====== Given records

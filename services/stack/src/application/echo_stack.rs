// エコー関数スタック
//
// デプロイ対象の固定値。値を変える場合はここを書き換えて再デプロイする。
// コードは `cargo lambda build --release --bin handler` で事前に配置しておく。

use crate::domain::{Code, FunctionProps, Runtime, StackDeclaration, declare_function_stack};

/// スタックID
pub const ECHO_STACK_ID: &str = "EchoFunctionStack";

/// 関数リソースID
pub const ECHO_FUNCTION_ID: &str = "EchoFunction";

/// 実行ランタイム
pub const ECHO_FUNCTION_RUNTIME: Runtime = Runtime::ProvidedAl2023;

/// ビルド成果物の配置場所（ワークスペースルートからの相対パス）
pub const ECHO_FUNCTION_ASSET_PATH: &str = "target/lambda/handler";

/// エントリポイント名
pub const ECHO_FUNCTION_HANDLER: &str = "bootstrap";

/// エコー関数スタックを宣言
pub fn echo_function_stack() -> StackDeclaration {
    declare_function_stack(
        ECHO_STACK_ID,
        ECHO_FUNCTION_ID,
        FunctionProps::new(
            ECHO_FUNCTION_RUNTIME,
            Code::from_asset(ECHO_FUNCTION_ASSET_PATH),
            ECHO_FUNCTION_HANDLER,
        ),
    )
}
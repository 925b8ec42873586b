//! Numeric ownership changes.

use crate::interrupt::retry_on_interrupt;
use crate::path_to_c;
use std::io;
use std::path::Path;

/// Sets the owner and group of `path` itself, never of a symlink target.
pub fn lchown(path: &Path, uid: u32, gid: u32) -> io::Result<()> {
    let c_path = path_to_c(path)?;
    retry_on_interrupt(|| {
        let result = unsafe {
            libc::lchown(
                c_path.as_ptr(),
                uid as libc::uid_t,
                gid as libc::gid_t,
            )
        };
        if result == 0 {
            Ok(())
        } else {
            Err(io::Error::last_os_error())
        }
    })
}
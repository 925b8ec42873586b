//! `mkfifo`/`mknod` wrappers for Apple platforms.

use crate::interrupt::retry_on_interrupt;
use crate::path_to_c;
use std::io;
use std::path::Path;

/// Creates a named pipe at `path`.
pub fn mkfifo(path: &Path, mode: libc::mode_t) -> io::Result<()> {
    let c_path = path_to_c(path)?;
    retry_on_interrupt(|| {
        let result = unsafe { libc::mkfifo(c_path.as_ptr(), mode) };
        if result == 0 {
            Ok(())
        } else {
            Err(io::Error::last_os_error())
        }
    })
}

/// Creates a filesystem node whose type is encoded in `mode`.
pub fn mknod(path: &Path, mode: libc::mode_t, device: libc::dev_t) -> io::Result<()> {
    let c_path = path_to_c(path)?;
    retry_on_interrupt(|| {
        let result = unsafe { libc::mknod(c_path.as_ptr(), mode, device) };
        if result == 0 {
            Ok(())
        } else {
            Err(io::Error::last_os_error())
        }
    })
}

============

Instructions to follow: Lines from the one containing "for Apple platforms." through the last line of the records, both included, are the only ones to print, each exactly as it is.

Answer for the task:
//! `mkfifo`/`mknod` wrappers for Apple platforms.

use crate::interrupt::retry_on_interrupt;
use crate::path_to_c;
use std::io;
use std::path::Path;

/// Creates a named pipe at `path`.
pub fn mkfifo(path: &Path, mode: libc::mode_t) -> io::Result<()> {
    let c_path = path_to_c(path)?;
    retry_on_interrupt(|| {
        let result = unsafe { libc::mkfifo(c_path.as_ptr(), mode) };
        if result == 0 {
            Ok(())
        } else {
            Err(io::Error::last_os_error())
        }
    })
}

/// Creates a filesystem node whose type is encoded in `mode`.
pub fn mknod(path: &Path, mode: libc::mode_t, device: libc::dev_t) -> io::Result<()> {
    let c_path = path_to_c(path)?;
    retry_on_interrupt(|| {
        let result = unsafe { libc::mknod(c_path.as_ptr(), mode, device) };
        if result == 0 {
            Ok(())
        } else {
            Err(io::Error::last_os_error())
        }
    })
}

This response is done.